What the task requires:
Search the records for "crate". Copy every line where it appears.

Dataset entries:
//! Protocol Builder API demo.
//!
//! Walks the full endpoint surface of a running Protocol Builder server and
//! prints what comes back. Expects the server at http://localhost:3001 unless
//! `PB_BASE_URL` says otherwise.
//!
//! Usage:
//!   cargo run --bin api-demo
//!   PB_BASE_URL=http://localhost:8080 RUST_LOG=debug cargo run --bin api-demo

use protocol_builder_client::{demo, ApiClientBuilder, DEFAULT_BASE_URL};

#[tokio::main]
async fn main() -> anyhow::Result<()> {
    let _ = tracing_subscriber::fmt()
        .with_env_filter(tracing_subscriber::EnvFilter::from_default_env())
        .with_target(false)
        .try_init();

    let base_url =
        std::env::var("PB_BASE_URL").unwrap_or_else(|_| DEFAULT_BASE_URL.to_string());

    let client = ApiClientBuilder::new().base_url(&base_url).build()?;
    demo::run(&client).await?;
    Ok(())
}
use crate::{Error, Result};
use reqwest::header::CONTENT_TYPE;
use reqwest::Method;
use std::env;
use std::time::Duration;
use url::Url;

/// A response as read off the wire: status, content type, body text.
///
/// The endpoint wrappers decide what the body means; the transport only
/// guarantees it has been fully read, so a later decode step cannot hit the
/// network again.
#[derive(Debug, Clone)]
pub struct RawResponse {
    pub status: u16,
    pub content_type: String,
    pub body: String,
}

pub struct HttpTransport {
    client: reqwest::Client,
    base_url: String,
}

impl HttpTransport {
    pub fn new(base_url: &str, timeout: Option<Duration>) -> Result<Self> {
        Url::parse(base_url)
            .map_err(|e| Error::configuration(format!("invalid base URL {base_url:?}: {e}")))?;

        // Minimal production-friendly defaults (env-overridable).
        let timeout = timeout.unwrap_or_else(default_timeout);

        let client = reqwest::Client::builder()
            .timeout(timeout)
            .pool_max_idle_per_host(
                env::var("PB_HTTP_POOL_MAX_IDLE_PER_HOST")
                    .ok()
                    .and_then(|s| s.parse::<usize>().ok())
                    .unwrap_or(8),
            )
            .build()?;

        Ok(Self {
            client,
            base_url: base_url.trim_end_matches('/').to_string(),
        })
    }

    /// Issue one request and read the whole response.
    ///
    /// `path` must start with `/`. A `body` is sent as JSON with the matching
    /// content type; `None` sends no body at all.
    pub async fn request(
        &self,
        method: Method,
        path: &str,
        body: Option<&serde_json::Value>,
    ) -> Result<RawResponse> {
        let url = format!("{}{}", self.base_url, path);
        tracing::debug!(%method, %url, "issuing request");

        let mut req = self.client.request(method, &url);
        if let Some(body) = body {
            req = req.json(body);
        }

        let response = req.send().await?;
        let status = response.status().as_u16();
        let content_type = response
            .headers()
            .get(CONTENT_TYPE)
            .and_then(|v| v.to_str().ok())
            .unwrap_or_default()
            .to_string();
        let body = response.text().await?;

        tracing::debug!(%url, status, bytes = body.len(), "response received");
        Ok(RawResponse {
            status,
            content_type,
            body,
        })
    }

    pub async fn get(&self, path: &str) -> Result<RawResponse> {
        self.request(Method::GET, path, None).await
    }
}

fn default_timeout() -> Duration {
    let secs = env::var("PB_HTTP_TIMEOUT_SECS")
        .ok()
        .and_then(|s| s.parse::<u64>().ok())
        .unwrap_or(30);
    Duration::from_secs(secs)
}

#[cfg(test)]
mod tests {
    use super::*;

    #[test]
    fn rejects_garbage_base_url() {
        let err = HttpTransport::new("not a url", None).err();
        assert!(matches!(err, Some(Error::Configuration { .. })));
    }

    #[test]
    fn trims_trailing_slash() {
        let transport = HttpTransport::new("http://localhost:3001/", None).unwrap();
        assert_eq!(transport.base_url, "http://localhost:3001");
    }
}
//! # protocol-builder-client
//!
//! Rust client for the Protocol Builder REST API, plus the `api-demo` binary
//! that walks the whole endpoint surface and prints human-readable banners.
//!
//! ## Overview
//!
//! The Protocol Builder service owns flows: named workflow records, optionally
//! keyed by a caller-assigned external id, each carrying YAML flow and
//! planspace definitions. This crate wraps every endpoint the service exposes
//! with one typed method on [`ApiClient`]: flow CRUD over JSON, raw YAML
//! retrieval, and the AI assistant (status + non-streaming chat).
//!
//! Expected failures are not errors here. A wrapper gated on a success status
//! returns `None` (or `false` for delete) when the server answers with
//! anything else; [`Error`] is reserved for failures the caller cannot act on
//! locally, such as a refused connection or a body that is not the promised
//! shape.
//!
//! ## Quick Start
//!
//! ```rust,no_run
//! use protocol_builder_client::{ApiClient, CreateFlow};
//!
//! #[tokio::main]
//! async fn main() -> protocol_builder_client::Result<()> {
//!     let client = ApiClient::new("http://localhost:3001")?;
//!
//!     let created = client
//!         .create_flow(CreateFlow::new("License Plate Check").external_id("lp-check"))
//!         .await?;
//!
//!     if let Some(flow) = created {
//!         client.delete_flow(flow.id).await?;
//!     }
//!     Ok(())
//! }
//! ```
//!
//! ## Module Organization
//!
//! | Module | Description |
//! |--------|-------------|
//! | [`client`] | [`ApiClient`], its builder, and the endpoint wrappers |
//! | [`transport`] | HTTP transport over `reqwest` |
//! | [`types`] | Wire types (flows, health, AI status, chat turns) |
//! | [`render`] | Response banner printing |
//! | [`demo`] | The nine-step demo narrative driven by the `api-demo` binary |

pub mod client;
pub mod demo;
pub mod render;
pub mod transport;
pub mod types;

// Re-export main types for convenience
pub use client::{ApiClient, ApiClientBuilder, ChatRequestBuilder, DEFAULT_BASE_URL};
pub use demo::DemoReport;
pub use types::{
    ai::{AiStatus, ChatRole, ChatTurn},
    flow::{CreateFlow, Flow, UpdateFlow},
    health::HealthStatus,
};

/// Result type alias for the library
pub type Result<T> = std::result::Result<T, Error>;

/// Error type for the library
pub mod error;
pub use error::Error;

Worked solution:
use crate::{Error, Result};
//! planspace definitions. This crate wraps every endpoint the service exposes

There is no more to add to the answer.